I have a few e-books on my iPhone that I’ve been getting around to reading as well, a few P.G. Wodehouse novels, some Confucius, Kafka’s Metamorphosis, Plato’s Republic, and Darwin’s Origin of Species

C.S. Lewis, Charles Williams, and Dante – C.S. Lewis was my first introduction to someone thinking intelligently about Christianity (though he’s got his own blind spots, to be sure), and the latter two subtly but surely influenced a lot about my personal theology.

And I remember Susan Cooper’s Dark is Rising books being my first introduction to a thoroughly non-Christian worldview, which definitely also had a strong influence on my thinking.

Oh! And, this is totally random, but there were these fantasy books, the Time Master trilogy, by Louise Cooper, that had this kind of… I don’t know… Manichean? worldview where good and evil/light and darkness had to be in balance, that had a huge impact on the way I thought in middle school, though later I decided it was a little silly.

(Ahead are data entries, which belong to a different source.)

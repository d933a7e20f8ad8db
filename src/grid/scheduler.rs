use serde::{Deserialize, Serialize};
use tracing::{debug, trace, warn};

use crate::core::{DelayedTask, Millis};
use crate::error::{ChartError, ChartResult};

use super::intersection::{PixelRect, is_intersecting};

fn default_eager_count() -> usize {
    4
}

fn default_stagger_step_ms() -> Millis {
    100
}

fn default_root_margin_px() -> f64 {
    100.0
}

fn default_threshold() -> f64 {
    0.1
}

fn default_min_loading_ms() -> Millis {
    500
}

/// Waterfall/lazy loading policy for a chart grid.
#[derive(Debug, Clone, Copy, PartialEq, Serialize, Deserialize)]
pub struct GridSchedulerConfig {
    /// Charts loaded without waiting for visibility, in reading order.
    #[serde(default = "default_eager_count")]
    pub eager_count: usize,
    /// Per-index delay between eager charts.
    #[serde(default = "default_stagger_step_ms")]
    pub stagger_step_ms: Millis,
    /// Pre-fetch margin around the scroll viewport for lazy charts.
    #[serde(default = "default_root_margin_px")]
    pub root_margin_px: f64,
    /// Visible fraction of a placeholder that grants eligibility.
    #[serde(default = "default_threshold")]
    pub threshold: f64,
    /// Shortest time a chart shows its loading state.
    #[serde(default = "default_min_loading_ms")]
    pub min_loading_ms: Millis,
}

impl Default for GridSchedulerConfig {
    fn default() -> Self {
        Self {
            eager_count: default_eager_count(),
            stagger_step_ms: default_stagger_step_ms(),
            root_margin_px: default_root_margin_px(),
            threshold: default_threshold(),
            min_loading_ms: default_min_loading_ms(),
        }
    }
}

impl GridSchedulerConfig {
    pub fn validate(self) -> ChartResult<Self> {
        if !self.root_margin_px.is_finite() || self.root_margin_px < 0.0 {
            return Err(ChartError::InvalidConfig(
                "grid root margin must be finite and >= 0".to_owned(),
            ));
        }
        if !self.threshold.is_finite() || !(0.0..=1.0).contains(&self.threshold) {
            return Err(ChartError::InvalidConfig(
                "grid intersection threshold must be in [0, 1]".to_owned(),
            ));
        }
        Ok(self)
    }

    /// Stagger delay of an eager chart, `None` for lazy ones.
    #[must_use]
    pub fn stagger_delay(self, index: usize) -> Option<Millis> {
        (index < self.eager_count).then(|| self.stagger_step_ms.saturating_mul(index as Millis))
    }
}

/// Lifecycle of one grid slot.
#[derive(Debug, Clone, PartialEq, Eq, Serialize, Deserialize)]
#[serde(tag = "state", content = "message", rename_all = "snake_case")]
pub enum ChartLoadState {
    Pending,
    Loading,
    Loaded,
    Error(String),
}

/// Transitions the host must act on.
#[derive(Debug, Clone, Copy, PartialEq, Eq, Serialize, Deserialize)]
pub enum GridEvent {
    /// Start the chart's data pipeline.
    StartLoading(usize),
    /// Minimum loading time elapsed; show the chart.
    Loaded(usize),
    Failed(usize),
}

#[derive(Debug, Clone, Copy, PartialEq, Eq, Default, Serialize, Deserialize)]
pub struct GridProgress {
    pub total: usize,
    pub pending: usize,
    pub loading: usize,
    pub loaded: usize,
    pub failed: usize,
}

#[derive(Debug, Clone)]
struct Slot {
    state: ChartLoadState,
    eager: bool,
    has_started_loading: bool,
    loading_started_at: Option<Millis>,
    stagger: DelayedTask<()>,
    reveal: DelayedTask<()>,
}

impl Slot {
    fn new(eager: bool) -> Self {
        Self {
            state: ChartLoadState::Pending,
            eager,
            has_started_loading: false,
            loading_started_at: None,
            stagger: DelayedTask::new(),
            reveal: DelayedTask::new(),
        }
    }
}

type LoadCompleteCallback = Box<dyn FnMut(usize, usize)>;

/// Decides when each chart of a grid may start loading.
///
/// The first `eager_count` charts start after a per-index stagger; the rest
/// wait until their placeholder intersects the scroll viewport. Each slot
/// leaves `Pending` at most once until an explicit `retry`.
pub struct GridScheduler {
    config: GridSchedulerConfig,
    slots: Vec<Slot>,
    loaded_count: usize,
    load_complete: Vec<LoadCompleteCallback>,
}

impl std::fmt::Debug for GridScheduler {
    fn fmt(&self, f: &mut std::fmt::Formatter<'_>) -> std::fmt::Result {
        f.debug_struct("GridScheduler")
            .field("config", &self.config)
            .field("slots", &self.slots)
            .field("loaded_count", &self.loaded_count)
            .finish_non_exhaustive()
    }
}

impl GridScheduler {
    pub fn new(config: GridSchedulerConfig, chart_count: usize, now: Millis) -> ChartResult<Self> {
        let config = config.validate()?;
        let slots = (0..chart_count)
            .map(|index| {
                let mut slot = Slot::new(false);
                if let Some(delay) = config.stagger_delay(index) {
                    slot.eager = true;
                    slot.stagger.schedule(now, delay, ());
                }
                slot
            })
            .collect();
        debug!(
            chart_count,
            eager = config.eager_count.min(chart_count),
            "grid scheduler created"
        );
        Ok(Self {
            config,
            slots,
            loaded_count: 0,
            load_complete: Vec::new(),
        })
    }

    #[must_use]
    pub fn config(&self) -> GridSchedulerConfig {
        self.config
    }

    #[must_use]
    pub fn len(&self) -> usize {
        self.slots.len()
    }

    #[must_use]
    pub fn is_empty(&self) -> bool {
        self.slots.is_empty()
    }

    #[must_use]
    pub fn state(&self, index: usize) -> Option<&ChartLoadState> {
        self.slots.get(index).map(|slot| &slot.state)
    }

    #[must_use]
    pub fn is_eager(&self, index: usize) -> bool {
        self.slots.get(index).is_some_and(|slot| slot.eager)
    }

    #[must_use]
    pub fn has_started_loading(&self, index: usize) -> bool {
        self.slots
            .get(index)
            .is_some_and(|slot| slot.has_started_loading)
    }

    /// Registers an observer called with `(index, loaded_count)` whenever a
    /// chart reaches `Loaded`.
    pub fn on_load_complete(&mut self, callback: impl FnMut(usize, usize) + 'static) {
        self.load_complete.push(Box::new(callback));
    }

    #[must_use]
    pub fn progress(&self) -> GridProgress {
        let mut progress = GridProgress {
            total: self.slots.len(),
            ..GridProgress::default()
        };
        for slot in &self.slots {
            match slot.state {
                ChartLoadState::Pending => progress.pending += 1,
                ChartLoadState::Loading => progress.loading += 1,
                ChartLoadState::Loaded => progress.loaded += 1,
                ChartLoadState::Error(_) => progress.failed += 1,
            }
        }
        progress
    }

    /// Fires due stagger and reveal timers.
    pub fn tick(&mut self, now: Millis) -> Vec<GridEvent> {
        let mut events = Vec::new();
        for index in 0..self.slots.len() {
            if self.slots[index].stagger.poll(now).is_some() {
                events.extend(self.request_load(index, now));
            }
            if self.slots[index].reveal.poll(now).is_some() {
                events.extend(self.finish_loaded(index));
            }
        }
        events
    }

    /// Feeds one placeholder's geometry relative to the scroll viewport.
    ///
    /// Only lazy charts react; eager charts follow their stagger timer.
    pub fn observe_intersection(
        &mut self,
        index: usize,
        placeholder: PixelRect,
        scroll_viewport: PixelRect,
        now: Millis,
    ) -> Option<GridEvent> {
        let slot = self.slots.get(index)?;
        if slot.eager || slot.has_started_loading {
            return None;
        }
        let visible = is_intersecting(
            placeholder,
            scroll_viewport,
            self.config.root_margin_px,
            self.config.threshold,
        );
        if !visible {
            return None;
        }
        trace!(index, "lazy chart placeholder intersected viewport");
        self.request_load(index, now)
    }

    /// Observes every placeholder at once, in reading order.
    pub fn observe_viewport(
        &mut self,
        placeholders: &[PixelRect],
        scroll_viewport: PixelRect,
        now: Millis,
    ) -> Vec<GridEvent> {
        placeholders
            .iter()
            .enumerate()
            .filter_map(|(index, rect)| self.observe_intersection(index, *rect, scroll_viewport, now))
            .collect()
    }

    /// Moves `Pending -> Loading` once; repeated eligibility signals are no-ops.
    pub fn request_load(&mut self, index: usize, now: Millis) -> Option<GridEvent> {
        let slot = self.slots.get_mut(index)?;
        if slot.has_started_loading || slot.state != ChartLoadState::Pending {
            return None;
        }
        slot.has_started_loading = true;
        slot.stagger.cancel();
        slot.state = ChartLoadState::Loading;
        slot.loading_started_at = Some(now);
        debug!(index, now, "chart loading started");
        Some(GridEvent::StartLoading(index))
    }

    /// Reports a finished load; the slot flips to `Loaded` once the minimum
    /// loading time has elapsed.
    pub fn mark_loaded(&mut self, index: usize, now: Millis) -> Option<GridEvent> {
        let min_loading_ms = self.config.min_loading_ms;
        let slot = self.slots.get_mut(index)?;
        if slot.state != ChartLoadState::Loading {
            return None;
        }
        let started = slot.loading_started_at.unwrap_or(now);
        let elapsed = now.saturating_sub(started);
        if elapsed >= min_loading_ms {
            return self.finish_loaded(index);
        }
        let remaining = min_loading_ms - elapsed;
        trace!(index, remaining, "holding loading state");
        slot.reveal.schedule(now, remaining, ());
        None
    }

    /// Reports a failed load. No automatic retry is scheduled.
    pub fn mark_failed(&mut self, index: usize, message: impl Into<String>) -> Option<GridEvent> {
        let slot = self.slots.get_mut(index)?;
        if slot.state != ChartLoadState::Loading {
            return None;
        }
        let message = message.into();
        warn!(index, error = %message, "chart load failed");
        slot.reveal.cancel();
        slot.state = ChartLoadState::Error(message);
        Some(GridEvent::Failed(index))
    }

    /// Resets a failed slot's latch and re-attempts immediately.
    pub fn retry(&mut self, index: usize, now: Millis) -> Option<GridEvent> {
        let slot = self.slots.get_mut(index)?;
        if !matches!(slot.state, ChartLoadState::Error(_)) {
            return None;
        }
        slot.state = ChartLoadState::Pending;
        slot.has_started_loading = false;
        slot.loading_started_at = None;
        debug!(index, "retrying chart load");
        self.request_load(index, now)
    }

    /// Returns a slot to `Pending` for a new logical chart. Eager slots restart
    /// their stagger from `now`; lazy slots wait for the next intersection.
    pub fn reset_slot(&mut self, index: usize, now: Millis) {
        let config = self.config;
        let Some(slot) = self.slots.get_mut(index) else {
            return;
        };
        let was_loaded = slot.state == ChartLoadState::Loaded;
        *slot = Slot::new(slot.eager);
        if slot.eager {
            slot.stagger.schedule(now, config.stagger_delay(index).unwrap_or(0), ());
        }
        if was_loaded {
            self.loaded_count = self.loaded_count.saturating_sub(1);
        }
    }

    /// Cancels every pending timer, e.g. when the grid unmounts.
    pub fn cancel_all(&mut self) {
        for slot in &mut self.slots {
            slot.stagger.cancel();
            slot.reveal.cancel();
        }
    }

    fn finish_loaded(&mut self, index: usize) -> Option<GridEvent> {
        let slot = self.slots.get_mut(index)?;
        if slot.state != ChartLoadState::Loading {
            return None;
        }
        slot.reveal.cancel();
        slot.state = ChartLoadState::Loaded;
        self.loaded_count += 1;
        let loaded_count = self.loaded_count;
        debug!(index, loaded_count, total = self.slots.len(), "chart loaded");
        for callback in &mut self.load_complete {
            callback(index, loaded_count);
        }
        Some(GridEvent::Loaded(index))
    }
}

And Tolkien. Probably in lots of ways; one random but important way is that it is directly due to him that I’m against the death penalty (“Many that live deserve death. And some that die deserve life. Can you give it to them? Then do not be too eager to deal out death in judgment. For even the very wise cannot see all ends.”)

And Heinlein and Rand, like everyone else.

And, on the nonfiction side, Richard Feynman’s Surely You’re Joking colors a lot of how I think and feel about science.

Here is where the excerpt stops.